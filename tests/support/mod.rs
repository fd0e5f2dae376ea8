#![allow(dead_code)]

use async_trait::async_trait;
use serde_json::{Value, json};
use std::collections::HashMap;
use std::sync::Arc;
use std::sync::Mutex;
use std::sync::atomic::{AtomicUsize, Ordering};
use std::time::Duration;
use tokio::sync::Semaphore;
use weather_kiosk::api::{Endpoint, WeatherApi};
use weather_kiosk::{KioskError, Result};

#[derive(Clone, Debug)]
pub enum Reply {
    Json(Value),
    Timeout,
    Http(u16),
    Network,
    /// Sleep (tokio time) and then answer
    Delayed(Duration, Box<Reply>),
}

/// Scripted backend. Every endpoint answers with its current script; an
/// optional gate holds fetches until permits are added.
#[derive(Clone, Default)]
pub struct ScriptedApi {
    replies: Arc<Mutex<HashMap<Endpoint, Reply>>>,
    calls: Arc<Mutex<HashMap<Endpoint, usize>>>,
    in_progress: Arc<AtomicUsize>,
    gate: Option<Arc<Semaphore>>,
}

impl ScriptedApi {
    pub fn new() -> Self {
        let api = Self::default();
        api.set(Endpoint::Current, Reply::Json(station_payload()));
        api.set(Endpoint::Forecast, Reply::Json(hourly_body()));
        api.set(Endpoint::Daily, Reply::Json(daily_body()));
        api.set(Endpoint::Theme, Reply::Json(json!({"theme": "light"})));
        api
    }

    pub fn gated(mut self, gate: Arc<Semaphore>) -> Self {
        self.gate = Some(gate);
        self
    }

    pub fn set(&self, endpoint: Endpoint, reply: Reply) {
        self.replies.lock().unwrap().insert(endpoint, reply);
    }

    pub fn calls(&self, endpoint: Endpoint) -> usize {
        self.calls
            .lock()
            .unwrap()
            .get(&endpoint)
            .copied()
            .unwrap_or(0)
    }

    pub fn in_progress(&self) -> usize {
        self.in_progress.load(Ordering::SeqCst)
    }
}

fn answer(reply: Reply) -> std::pin::Pin<Box<dyn std::future::Future<Output = Result<Value>> + Send>> {
    Box::pin(async move {
        match reply {
            Reply::Json(v) => Ok(v),
            Reply::Timeout => Err(KioskError::timeout("request timed out after 10000ms")),
            Reply::Http(status) => Err(KioskError::http(status, "scripted status")),
            Reply::Network => Err(KioskError::network("connection refused")),
            Reply::Delayed(d, inner) => {
                tokio::time::sleep(d).await;
                answer(*inner).await
            }
        }
    })
}

#[async_trait]
impl WeatherApi for ScriptedApi {
    async fn fetch(&self, endpoint: Endpoint) -> Result<Value> {
        *self.calls.lock().unwrap().entry(endpoint).or_insert(0) += 1;
        self.in_progress.fetch_add(1, Ordering::SeqCst);
        if let Some(gate) = self.gate.as_ref() {
            if let Ok(permit) = gate.acquire().await {
                permit.forget();
            }
        }
        let reply = self
            .replies
            .lock()
            .unwrap()
            .get(&endpoint)
            .cloned()
            .unwrap_or(Reply::Network);
        let result = answer(reply).await;
        self.in_progress.fetch_sub(1, Ordering::SeqCst);
        result
    }
}

pub fn station_payload() -> Value {
    json!({
        "station": {
            "temperature": 21.3,
            "humidity": 44,
            "pressure": 1016.4,
            "co2": 640,
            "noise": 42,
            "pressure_trend": {"trend": "rising", "pressure_change": 2.1, "analysis_quality": "good"}
        },
        "forecast": {
            "temperature": 14.8,
            "pressure": 1013,
            "humidity": 71,
            "weather_symbol": 3,
            "wind_speed": 5.0,
            "wind_direction": 270,
            "precipitation": 0
        },
        "config": {"use_netatmo": true, "wind_unit": "land"},
        "theme": "light",
        "status": "Väderdata uppdaterad",
        "sun": {"sunrise": "2024-06-21T01:31:00Z", "sunset": "2024-06-21T20:08:00Z"}
    })
}

pub fn forecast_only_payload() -> Value {
    json!({
        "forecast": {
            "temperature": 9.1,
            "pressure": 1024,
            "weather_symbol": 6,
            "wind_speed": 2.0,
            "wind_direction": 90
        },
        "config": {"use_netatmo": false, "wind_unit": "sjo"},
        "status": "SMHI"
    })
}

pub fn hourly_body() -> Value {
    json!({"forecast": [
        {"local_time": "14:00", "weather_symbol": 3, "temperature": 15.2, "wind_speed": 4.0, "wind_direction": 250, "precipitation": 0},
        {"local_time": "15:00", "weather_symbol": 18, "temperature": 14.1, "wind_speed": 6.0, "wind_direction": 260, "precipitation": 1.4}
    ]})
}

pub fn daily_body() -> Value {
    json!({"daily_forecast": [
        {"weekday": "Friday", "date": "2024-06-21", "weather_symbol": 1, "temp_max": 22.4, "temp_min": 11.0},
        {"weekday": "Saturday", "date": "2024-06-22", "weather_symbol": 5, "temp_max": 19.0, "temp_min": 10.2}
    ]})
}
use crate::api::ServerConfig;
use crate::config::Config;
use crate::reconcile::{
    AvailabilitySnapshot, AvailabilitySummary, QualityAssessment, StationEnablement, summarize,
};
use crate::ui::WindUnit;
use chrono::{DateTime, Utc};
use serde::Serialize;

/// Process-wide kiosk state, mutated only by the refresh and theme cycles
#[derive(Debug, Clone, Serialize)]
pub struct DashboardState {
    pub last_update: Option<DateTime<Utc>>,
    pub current_theme: String,
    pub wind_unit: WindUnit,
    /// Last configuration echoed by the backend
    pub config: Option<ServerConfig>,
    pub station: StationEnablement,
    pub availability: AvailabilitySnapshot,
    /// Scores for the latest readings; informational only
    pub station_quality: Option<QualityAssessment>,
    pub forecast_quality: Option<QualityAssessment>,
    pub status_text: String,
    pub completed_cycles: u64,
    pub failed_cycles: u64,
    pub skipped_cycles: u64,
}

impl DashboardState {
    /// Startup defaults: station optimistically enabled, nothing available
    pub fn new(config: &Config) -> Self {
        Self {
            last_update: None,
            current_theme: config.ui.default_theme.clone(),
            wind_unit: WindUnit::parse(&config.ui.default_wind_unit).unwrap_or_default(),
            config: None,
            station: StationEnablement::default(),
            availability: AvailabilitySnapshot::default(),
            station_quality: None,
            forecast_quality: None,
            status_text: super::STATUS_LOADING.to_string(),
            completed_cycles: 0,
            failed_cycles: 0,
            skipped_cycles: 0,
        }
    }

    pub fn station_available(&self) -> bool {
        self.station.is_enabled()
    }

    pub fn summary(&self) -> AvailabilitySummary {
        summarize(&self.availability, self.station)
    }
}
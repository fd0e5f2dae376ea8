//! Structured logging and tracing for the weather kiosk
//!
//! Console output plus an optional daily-rolling log file, both driven by
//! the tracing ecosystem. Components log through [`StructuredLogger`] so
//! each event carries the component name and, for refresh cycles, the
//! cycle id.

use crate::config::LoggingConfig;
use crate::error::{KioskError, Result};
use once_cell::sync::OnceCell;
use std::path::Path;
use std::sync::Once;
use tracing::{Level, Subscriber, debug, error, info, warn};
use tracing_appender::non_blocking::WorkerGuard;
use tracing_appender::{non_blocking, rolling};
use tracing_subscriber::fmt::MakeWriter;
use tracing_subscriber::registry::LookupSpan;
use tracing_subscriber::{EnvFilter, Layer, fmt, layer::SubscriberExt, util::SubscriberInitExt};

// Keep the non-blocking worker guard alive for the entire process lifetime
static LOG_GUARD: OnceCell<WorkerGuard> = OnceCell::new();
static INIT_ONCE: Once = Once::new();
static INIT_ERROR: OnceCell<String> = OnceCell::new();

/// Initialize logging system based on configuration
pub fn init_logging(config: &LoggingConfig) -> Result<()> {
    INIT_ONCE.call_once(|| {
        if let Err(e) = try_init(config) {
            let _ = INIT_ERROR.set(e.to_string());
        }
    });

    if let Some(err) = INIT_ERROR.get() {
        return Err(KioskError::config(err.clone()));
    }
    Ok(())
}

fn try_init(config: &LoggingConfig) -> Result<()> {
    let level = parse_log_level(&config.level)?;
    let filter = EnvFilter::try_from_default_env().unwrap_or_else(|_| {
        format!("weather_kiosk={},tower_http=warn,reqwest=warn", level).into()
    });

    if should_use_console_only() {
        // try_init: a test harness may already have installed a subscriber
        let _ = tracing_subscriber::registry()
            .with(filter)
            .with(fmt_layer(std::io::stdout, config.json_format))
            .try_init();
        info!("Logging initialized - level: {}, console-only", level);
        return Ok(());
    }

    let file_appender = rolling::Builder::new()
        .rotation(rolling::Rotation::DAILY)
        .filename_prefix("weather_kiosk")
        .filename_suffix("log")
        .max_log_files(config.backup_count.max(1) as usize)
        .build(log_dir(&config.file))
        .map_err(|e| KioskError::io(format!("Failed to create log file appender: {}", e)))?;
    let (non_blocking_appender, guard) = non_blocking(file_appender);
    let _ = LOG_GUARD.set(guard);

    tracing_subscriber::registry()
        .with(filter)
        .with(fmt_layer(non_blocking_appender, config.json_format))
        .with(
            config
                .console_output
                .then(|| fmt_layer(std::io::stdout, config.json_format)),
        )
        .try_init()
        .map_err(|e| KioskError::config(e.to_string()))?;

    info!(
        "Logging initialized - level: {}, file: {}",
        level, config.file
    );
    Ok(())
}

fn fmt_layer<S, W>(writer: W, json: bool) -> Box<dyn Layer<S> + Send + Sync>
where
    S: Subscriber + for<'a> LookupSpan<'a>,
    W: for<'w> MakeWriter<'w> + Send + Sync + 'static,
{
    let layer = fmt::layer()
        .with_writer(writer)
        .with_target(false)
        .with_thread_ids(false)
        .with_file(false);
    if json {
        layer.json().boxed()
    } else {
        layer.boxed()
    }
}

/// A path with an extension names a file; log next to it
fn log_dir(file: &str) -> &Path {
    let p = Path::new(file);
    if p.extension().is_some() {
        p.parent().unwrap_or(p)
    } else {
        p
    }
}

fn should_use_console_only() -> bool {
    cfg!(test) || std::env::var_os("KIOSK_DISABLE_FILE_LOG").is_some()
}

/// Parse log level string to tracing Level
pub fn parse_log_level(level_str: &str) -> Result<Level> {
    match level_str.to_uppercase().as_str() {
        "TRACE" => Ok(Level::TRACE),
        "DEBUG" => Ok(Level::DEBUG),
        "INFO" => Ok(Level::INFO),
        "WARN" | "WARNING" => Ok(Level::WARN),
        "ERROR" => Ok(Level::ERROR),
        _ => Err(KioskError::config(format!(
            "Invalid log level: {}",
            level_str
        ))),
    }
}

/// Context information for log messages
#[derive(Debug, Clone)]
pub struct LogContext {
    /// Component name (e.g., "dashboard", "api", "web")
    pub component: String,

    /// Refresh cycle the events belong to
    pub cycle_id: Option<String>,
}

impl LogContext {
    pub fn new(component: &str) -> Self {
        Self {
            component: component.to_string(),
            cycle_id: None,
        }
    }

    pub fn with_cycle_id(mut self, cycle_id: String) -> Self {
        self.cycle_id = Some(cycle_id);
        self
    }
}

/// Structured logger with context
#[derive(Debug, Clone)]
pub struct StructuredLogger {
    context: LogContext,
}

impl StructuredLogger {
    pub fn new(context: LogContext) -> Self {
        Self { context }
    }

    pub fn info(&self, message: &str) {
        let fields = self.format_fields();
        info!(%fields, "{}", message);
    }

    pub fn warn(&self, message: &str) {
        let fields = self.format_fields();
        warn!(%fields, "{}", message);
    }

    pub fn error(&self, message: &str) {
        let fields = self.format_fields();
        error!(%fields, "{}", message);
    }

    pub fn debug(&self, message: &str) {
        let fields = self.format_fields();
        debug!(%fields, "{}", message);
    }

    fn format_fields(&self) -> String {
        match self.context.cycle_id.as_deref() {
            Some(cycle) => format!("component={},cycle={}", self.context.component, cycle),
            None => format!("component={}", self.context.component),
        }
    }
}

/// Create a logger for a specific component
pub fn get_logger(component: &str) -> StructuredLogger {
    StructuredLogger::new(LogContext::new(component))
}

/// Create a logger with full context
pub fn get_logger_with_context(context: LogContext) -> StructuredLogger {
    StructuredLogger::new(context)
}

#[cfg(test)]
mod tests {
    use super::*;

    #[test]
    fn test_parse_log_level() {
        assert_eq!(parse_log_level("DEBUG").unwrap(), Level::DEBUG);
        assert_eq!(parse_log_level("info").unwrap(), Level::INFO);
        assert_eq!(parse_log_level("warning").unwrap(), Level::WARN);
        assert!(parse_log_level("loud").is_err());
    }

    #[test]
    fn test_log_dir() {
        assert_eq!(log_dir("/var/log/kiosk.log"), Path::new("/var/log"));
        assert_eq!(log_dir("/var/log/kiosk"), Path::new("/var/log/kiosk"));
    }

    #[test]
    fn test_structured_logger_fields() {
        init_logging(&LoggingConfig::default()).ok();

        let logger = get_logger_with_context(
            LogContext::new("api").with_cycle_id("abc".to_string()),
        );
        assert_eq!(logger.format_fields(), "component=api,cycle=abc");
        assert_eq!(get_logger("web").format_fields(), "component=web");

        // These should not panic
        logger.info("info");
        logger.debug("debug");
        logger.warn("warn");
        logger.error("error");
    }
}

(INSTRUCTIONS FOR THE TASK): Copy out each line of the listing that holds "precipitation".

(EXPECTED OUTPUT):
            "precipitation": 0
        {"local_time": "14:00", "weather_symbol": 3, "temperature": 15.2, "wind_speed": 4.0, "wind_direction": 250, "precipitation": 0},
        {"local_time": "15:00", "weather_symbol": 18, "temperature": 14.1, "wind_speed": 6.0, "wind_direction": 260, "precipitation": 1.4}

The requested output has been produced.